The modern powder coating process

Application and Equipment

Powder is usually applied with a spray gun. Most guns are similar in their function of spraying the powder. Each gun has a control unit that regulates the voltage being generated and rate at which the powder is delivered from the hopper

Spray Booths and Recovery

Powder booths are very similar, but use two distinct types of recovery equipment, cartridge filters or a cyclone separator. Each style is particularly suitable for a different type of application. To select the appropriate system, you should consider the production size, finish quality of the desired coating, the number of different types or colors of powder being used, and the frequency with which they are changed.

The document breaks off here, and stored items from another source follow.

impl RedbBackend {
    /// Open or create a database file at `path`.
    pub fn open(path: impl AsRef<Path>) -> Result<Self> {
        let db = Database::create(path.as_ref())?;
        Self::init(db)
    }

    /// A redb database backed by memory. Data is lost when the backend is dropped.
    pub fn in_memory() -> Result<Self> {
        let backend = redb::backends::InMemoryBackend::new();
        let db = Database::builder().create_with_backend(backend)?;
        Self::init(db)
    }

    fn init(db: Database) -> Result<Self> {
        {
            let write_txn = db.begin_write()?;
            write_txn.open_table(BRANCHES)?;
            write_txn.open_table(NOW)?;
            write_txn.open_table(WAL)?;
            write_txn.open_table(COMMIT_METADATA)?;
            write_txn.open_table(KEYSPACES)?;
            write_txn.open_table(ENTRY_COUNTS)?;
            write_txn.open_table(MATRIX)?;
            write_txn.open_table(MATRIX_BY_TIME)?;
            write_txn.commit()?;
        }
        Ok(Self { db: Arc::new(db) })
    }
}

impl StorageBackend for RedbBackend {
    fn load_branches(&self) -> Result<Vec<BranchMetadata>> {
        let read_txn = self.db.begin_read()?;
        let table = read_txn.open_table(BRANCHES)?;
        let mut branches = Vec::new();
        for entry in table.iter()? {
            let (_name, json) = entry?;
            branches.push(serde_json::from_str(json.value())?);
        }
        Ok(branches)
    }

    fn save_branch(&self, metadata: &BranchMetadata) -> Result<()> {
        let json = serde_json::to_string(metadata)?;
        let write_txn = self.db.begin_write()?;
        {
            let mut table = write_txn.open_table(BRANCHES)?;
            table.insert(metadata.name.as_str(), json.as_str())?;
        }
        write_txn.commit()?;
        Ok(())
    }

    fn delete_branch(&self, name: &str) -> Result<()> {
        let write_txn = self.db.begin_write()?;
        {
            let mut branches = write_txn.open_table(BRANCHES)?;
            branches.remove(name)?;
            let mut now = write_txn.open_table(NOW)?;
            now.remove(name)?;
            let mut wal = write_txn.open_table(WAL)?;
            wal.remove(name)?;

            let mut metadata = write_txn.open_table(COMMIT_METADATA)?;
            let mut stamps = Vec::new();
            for entry in metadata.range((name, 0u64)..=(name, u64::MAX))? {
                let (key, _) = entry?;
                stamps.push(key.value().1);
            }
            for ts in stamps {
                metadata.remove((name, ts))?;
            }
        }
        let names = {
            let keyspaces = write_txn.open_table(KEYSPACES)?;
            let mut names = Vec::new();
            for entry in keyspaces.range((name, "")..)? {
                let (key, _) = entry?;
                let (branch, keyspace) = key.value();
                if branch != name {
                    break;
                }
                names.push(keyspace.to_string());
            }
            names
        };
        for keyspace in &names {
            remove_keyspace(&write_txn, name, keyspace)?;
        }
        write_txn.commit()?;
        Ok(())
    }

    fn open_branch_storage(&self, branch: &str) -> Result<Arc<dyn BranchStorage>> {
        Ok(Arc::new(RedbBranchStorage {
            db: Arc::clone(&self.db),
            branch: branch.to_string(),
            metadata: RedbCommitMetadata {
                db: Arc::clone(&self.db),
                branch: branch.to_string(),
            },
        }))
    }
}

struct RedbBranchStorage {
    db: Arc<Database>,
    branch: String,
    metadata: RedbCommitMetadata,
}

impl RedbBranchStorage {
    fn matrix(&self, keyspace: &str, creation_timestamp: Timestamp) -> Arc<dyn TemporalDataMatrix> {
        Arc::new(RedbMatrix {
            db: Arc::clone(&self.db),
            branch: self.branch.clone(),
            keyspace: keyspace.to_string(),
            creation_timestamp,
        })
    }
}

impl BranchStorage for RedbBranchStorage {
    fn create_matrix(
        &self,
        keyspace: &str,
        creation_timestamp: Timestamp,
    ) -> Result<Arc<dyn TemporalDataMatrix>> {
        let write_txn = self.db.begin_write()?;
        let creation = {
            let mut table = write_txn.open_table(KEYSPACES)?;
            let existing = table
                .get((self.branch.as_str(), keyspace))?
                .map(|guard| guard.value());
            match existing {
                Some(existing) => existing,
                None => {
                    table.insert((self.branch.as_str(), keyspace), creation_timestamp)?;
                    creation_timestamp
                }
            }
        };
        write_txn.commit()?;
        Ok(self.matrix(keyspace, creation))
    }

    fn load_matrices(&self) -> Result<Vec<Arc<dyn TemporalDataMatrix>>> {
        let read_txn = self.db.begin_read()?;
        let table = read_txn.open_table(KEYSPACES)?;
        let mut matrices = Vec::new();
        for entry in table.range((self.branch.as_str(), "")..)? {
            let (key, creation) = entry?;
            let (branch, keyspace) = key.value();
            if branch != self.branch {
                break;
            }
            matrices.push(self.matrix(keyspace, creation.value()));
        }
        Ok(matrices)
    }

    fn drop_matrix(&self, keyspace: &str) -> Result<()> {
        let write_txn = self.db.begin_write()?;
        remove_keyspace(&write_txn, &self.branch, keyspace)?;
        write_txn.commit()?;
        Ok(())
    }

    fn now(&self) -> Result<Timestamp> {
        let read_txn = self.db.begin_read()?;
        let table = read_txn.open_table(NOW)?;
        Ok(table
            .get(self.branch.as_str())?
            .map(|guard| guard.value())
            .unwrap_or(0))
    }

    fn set_now(&self, timestamp: Timestamp) -> Result<()> {
        let write_txn = self.db.begin_write()?;
        {
            let mut table = write_txn.open_table(NOW)?;
            table.insert(self.branch.as_str(), timestamp)?;
        }
        write_txn.commit()?;
        Ok(())
    }

    fn write_wal_token(&self, token: &WalToken) -> Result<()> {
        let json = serde_json::to_string(token)?;
        let write_txn = self.db.begin_write()?;
        {
            let mut table = write_txn.open_table(WAL)?;
            table.insert(self.branch.as_str(), json.as_str())?;
        }
        write_txn.commit()?;
        Ok(())
    }

    fn read_wal_token(&self) -> Result<Option<WalToken>> {
        let read_txn = self.db.begin_read()?;
        let table = read_txn.open_table(WAL)?;
        let json: Option<String> = table
            .get(self.branch.as_str())?
            .map(|guard| guard.value().to_string());
        json.map(|j| serde_json::from_str(&j).map_err(VersoError::from))
            .transpose()
    }

    fn clear_wal_token(&self) -> Result<()> {
        let write_txn = self.db.begin_write()?;
        {
            let mut table = write_txn.open_table(WAL)?;
            table.remove(self.branch.as_str())?;
        }
        write_txn.commit()?;
        Ok(())
    }

    fn commit_metadata(&self) -> &dyn CommitMetadataStore {
        &self.metadata
    }
}

struct RedbCommitMetadata {
    db: Arc<Database>,
    branch: String,
}

impl RedbCommitMetadata {
    fn stamps_in(&self, lower: Timestamp, upper: Timestamp) -> Result<Vec<Timestamp>> {
        if lower > upper {
            return Ok(Vec::new());
        }
        let read_txn = self.db.begin_read()?;
        let table = read_txn.open_table(COMMIT_METADATA)?;
        let branch = self.branch.as_str();
        let mut stamps = Vec::new();
        for entry in table.range((branch, lower)..=(branch, upper))? {
            let (key, _) = entry?;
            stamps.push(key.value().1);
        }
        Ok(stamps)
    }
}

impl CommitMetadataStore for RedbCommitMetadata {
    fn put(&self, timestamp: Timestamp, metadata: &[u8]) -> Result<()> {
        let write_txn = self.db.begin_write()?;
        {
            let mut table = write_txn.open_table(COMMIT_METADATA)?;
            table.insert((self.branch.as_str(), timestamp), metadata)?;
        }
        write_txn.commit()?;
        Ok(())
    }

    fn get(&self, timestamp: Timestamp) -> Result<Option<Vec<u8>>> {
        let read_txn = self.db.begin_read()?;
        let table = read_txn.open_table(COMMIT_METADATA)?;
        Ok(table
            .get((self.branch.as_str(), timestamp))?
            .map(|guard| guard.value().to_vec()))
    }

    fn timestamps_between(&self, lower: Timestamp, upper: Timestamp) -> Result<Vec<Timestamp>> {
        self.stamps_in(lower, upper)
    }

    fn rollback(&self, timestamp: Timestamp) -> Result<()> {
        if timestamp == Timestamp::MAX {
            return Ok(());
        }
        let doomed = self.stamps_in(timestamp + 1, Timestamp::MAX)?;
        if doomed.is_empty() {
            return Ok(());
        }
        let write_txn = self.db.begin_write()?;
        {
            let mut table = write_txn.open_table(COMMIT_METADATA)?;
            for ts in doomed {
                table.remove((self.branch.as_str(), ts))?;
            }
        }
        write_txn.commit()?;
        Ok(())
    }

    fn purge(&self, timestamp: Timestamp) -> Result<bool> {
        let write_txn = self.db.begin_write()?;
        let existed = {
            let mut table = write_txn.open_table(COMMIT_METADATA)?;
            let removed = table.remove((self.branch.as_str(), timestamp))?;
            removed.is_some()
        };
        write_txn.commit()?;
        Ok(existed)
    }
}
mod private {
    pub trait Sealed {}
    impl Sealed for usize {}
    impl Sealed for str {}
    impl Sealed for String {}
    impl<T> Sealed for &T where T: ?Sized + Sealed {}
}

/// A resolved container position.
#[derive(Clone, Copy, Debug, PartialEq, Eq)]
pub enum Slot<'a> {
    /// Element position inside a List.
    Position(usize),
    /// Child name inside a Compound.
    Name(&'a str),
}

/// A position inside a container tag: `usize` for lists, `&str` for
/// compounds. Used by [`Tag::get`](crate::Tag::get) and
/// [`Tag::set`](crate::Tag::set).
pub trait Index: private::Sealed {
    #[doc(hidden)]
    fn slot(&self) -> Slot<'_>;
}

impl Index for usize {
    #[inline]
    fn slot(&self) -> Slot<'_> {
        Slot::Position(*self)
    }
}

impl Index for str {
    #[inline]
    fn slot(&self) -> Slot<'_> {
        Slot::Name(self)
    }
}

impl Index for String {
    #[inline]
    fn slot(&self) -> Slot<'_> {
        Slot::Name(self.as_str())
    }
}

impl<T: ?Sized + Index> Index for &T {
    #[inline]
    fn slot(&self) -> Slot<'_> {
        (**self).slot()
    }
}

What Type of Powder is Used?

Powder is a dry coating. Instead of being dissolved or suspended in a liquid medium, such as solvent or water, powder is applied in a granular form. Powder coating is created by blending the various components (binders, resins, pigments, fillers and additives) and processing them through an extruder into a continuous mass. This homogenous mass is cooled and broken into small chips, which are then ground into the powder. Each powder particle contains within it the necessary components for reforming into the finished coating. After the powder is applied to the part, typically using an electrostatic spray process, the part passes through an oven and cures, melting into a smooth film on the surface of the part.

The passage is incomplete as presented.